(pri) Helmut Kohl prägte die BRD über Jahrzehnte – doch nur weniges aus seiner Amtszeit hatte Bestand. Am vergangenen Freitag ist er im Alter von 87 Jahren gestorben.
Am Ende wollte Helmut Kohl nur noch ein wenig privates Glück. Fast sein gesamtes Leben hatte er – in seinem Verständnis – in den Dienst des Landes gestellt. Tatsächlich aber war immer Macht sein Lebensziel – er hat sie genossen. Und er wollte Ruhm, in die Geschichte eingehen. Als Bundeskanzler in jenen Jahren, als aus den beiden Deutschlands, die der Zweite Weltkrieg hinterlassen hatte, wieder eins wurde, ist ihm auch das gelungen – aber zumindest im Rückblick weiß man, dass dies weniger sein persönliches Verdienst als eine glückliche Fügung war.
Denn mitunter gehört zum Platz in den Geschichtsbüchern nur wenig, wie das Beispiel Günter Schabowski zeigt. Ihn machte eine Dämlichkeit zum Maueröffner; dabei wäre diese Geschichte auch ohne seinen berühmten Zettel so oder kaum anders abgelaufen – allerdings weniger chaotisch. Die DDR hatte im Herbst 1989 weder die Kraft noch den Willen, nennenswert lange weiterzubestehen. Das als einer der ersten erkannt und entschlossen genutzt zu haben, war Helmut Kohls Leistung – nicht weniger, aber auch nicht mehr.
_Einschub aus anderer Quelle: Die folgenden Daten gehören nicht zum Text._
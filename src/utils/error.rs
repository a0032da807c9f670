// src/utils/error.rs
use thiserror::Error;

// Missing fragments, unresolved hotspot links, empty content roots and
// unmatched grid shapes are not errors: the core degrades instead.

#[derive(Error, Debug)]
pub enum ExtractError {
    #[error("No document to process")]
    NoDocument,

    #[error("Invalid selection rectangle: {0}")]
    InvalidRect(String),
}

#[derive(Error, Debug)]
pub enum FetchError {
    #[error("Network request failed: {0}")]
    Network(#[from] reqwest::Error), // Automatically convert reqwest errors

    #[error("HTTP error {status} for {url}")]
    Http { status: reqwest::StatusCode, url: String },

    #[error("Request timed out after {seconds}s: {url}")]
    Timeout { url: String, seconds: u64 },

    #[error("Invalid URL: {0}")]
    InvalidUrl(String),
}

#[derive(Error, Debug)]
pub enum StorageError {
    #[error("I/O error: {0}")]
    IoError(#[from] std::io::Error),

    #[error("Serialization error: {0}")]
    SerializationError(String),
}

#[derive(Error, Debug)]
pub enum ConfigError {
    #[error("Could not read environment map {path}: {source}")]
    EnvironmentMapIo { path: String, source: std::io::Error },

    #[error("Invalid environment map {path}: {reason}")]
    EnvironmentMapFormat { path: String, reason: String },
}

#[derive(Error, Debug)]
pub enum AppError {
    #[error("Configuration error: {0}")]
    Config(#[from] ConfigError),

    #[error("I/O error: {0}")]
    Io(#[from] std::io::Error), // Automatically convert IO errors

    #[error("Fetching failed: {0}")]
    Fetch(#[from] FetchError),

    #[error("Extraction failed: {0}")]
    Extraction(#[from] ExtractError),

    #[error("Storage error: {0}")]
    Storage(#[from] StorageError),

    #[error("Data processing failed: {0}")]
    Processing(String),
}
// src/config.rs
use crate::extractors::spatial::Rect;
use crate::fetch::client::{DEFAULT_DELAY_MS, DEFAULT_TIMEOUT_SECS};
use crate::render::links::DEFAULT_LEGACY_HOST;
use crate::render::{Environment, EnvironmentMap, RenderOptions};
use crate::utils::error::ConfigError;
use std::path::{Path, PathBuf};

/// Settings for one migration run, resolved from the command line and environment.
#[derive(Debug, Clone)]
pub struct MigrationConfig {
    pub output_dir: PathBuf,
    pub environment: Environment,
    pub environment_map: EnvironmentMap,
    pub render: RenderOptions,
    pub fetch_timeout_secs: u64,
    pub delay_ms: u64,
    /// File name of the batch CSV, written only when set.
    pub csv_filename: Option<String>,
    pub debug: bool,
    /// Interactive-style extraction of a single region instead of the whole article.
    pub selection: Option<Rect>,
}

impl MigrationConfig {
    pub fn new(output_dir: impl Into<PathBuf>) -> Self {
        Self {
            output_dir: output_dir.into(),
            environment: Environment::default(),
            environment_map: EnvironmentMap::default(),
            render: RenderOptions::default(),
            fetch_timeout_secs: DEFAULT_TIMEOUT_SECS,
            delay_ms: DEFAULT_DELAY_MS,
            csv_filename: None,
            debug: false,
            selection: None,
        }
    }

    /// Replaces the built-in environment bases with those from a JSON file.
    pub fn with_environment_map_file(mut self, path: &Path) -> Result<Self, ConfigError> {
        self.environment_map = EnvironmentMap::from_file(path)?;
        Ok(self)
    }

    /// Treats `hosts` as legacy blog hosts in addition to the default one.
    pub fn with_legacy_hosts<I, S>(mut self, hosts: I) -> Self
    where
        I: IntoIterator<Item = S>,
        S: Into<String>,
    {
        let mut all = vec![DEFAULT_LEGACY_HOST.to_string()];
        for host in hosts {
            let host = host.into().trim().to_ascii_lowercase();
            if !host.is_empty() && !all.contains(&host) {
                all.push(host);
            }
        }
        self.render = RenderOptions::with_legacy_hosts(all);
        self
    }

    /// Points the rendered markup at the target environment's site and CDN.
    pub fn finalize_html(&self, html: &str) -> String {
        self.environment_map.rewrite(html, self.environment)
    }
}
Hingearbeitet auf diese Vereinigung hatte er kaum, auch wenn das in Sonntagsreden immer wieder behauptet wurde. Kohl setzte mit seinem Einzug ins Kanzleramt 1982 lediglich fort, was einst von Willy Brandt und Egon Bahr konzipiert worden war: die Politik des Gebens und Nehmens zwischen BRD und DDR, des – vereinfacht gesagt – Handels von ökonomischer Hilfe gegen politische Zugeständnisse, die freilich in der Regel auch von der DDR-Bevölkerung gewünscht wurden. Es waltete Pragmatismus, ohne dass Kohl bis zum Ende des Jahres 1989 an eine schnellen Vereinigung glaubte. Als die Grenze geöffnet wurde, weilte er ahnungslos in Warschau, und noch in seinem Zehn-Punkte-Plan von Ende November brachte er vorsichtig lediglich »konföderative Strukturen« ins Spiel. Erst als er bei seinem Besuch in Dresden drei Wochen später von den DDR-Bürgern umjubelt wurde, begriff er die Chance, die sich ihm bot, und handelte ohne Zögern. In der alten Bundesrepublik schien sich seine Zeit schon dem Ende zuzuneigen, aber eine Laune des Schicksals, der er kräftig nachhalf, machte ihn nun noch zum »Kanzler der Wiedervereinigung«.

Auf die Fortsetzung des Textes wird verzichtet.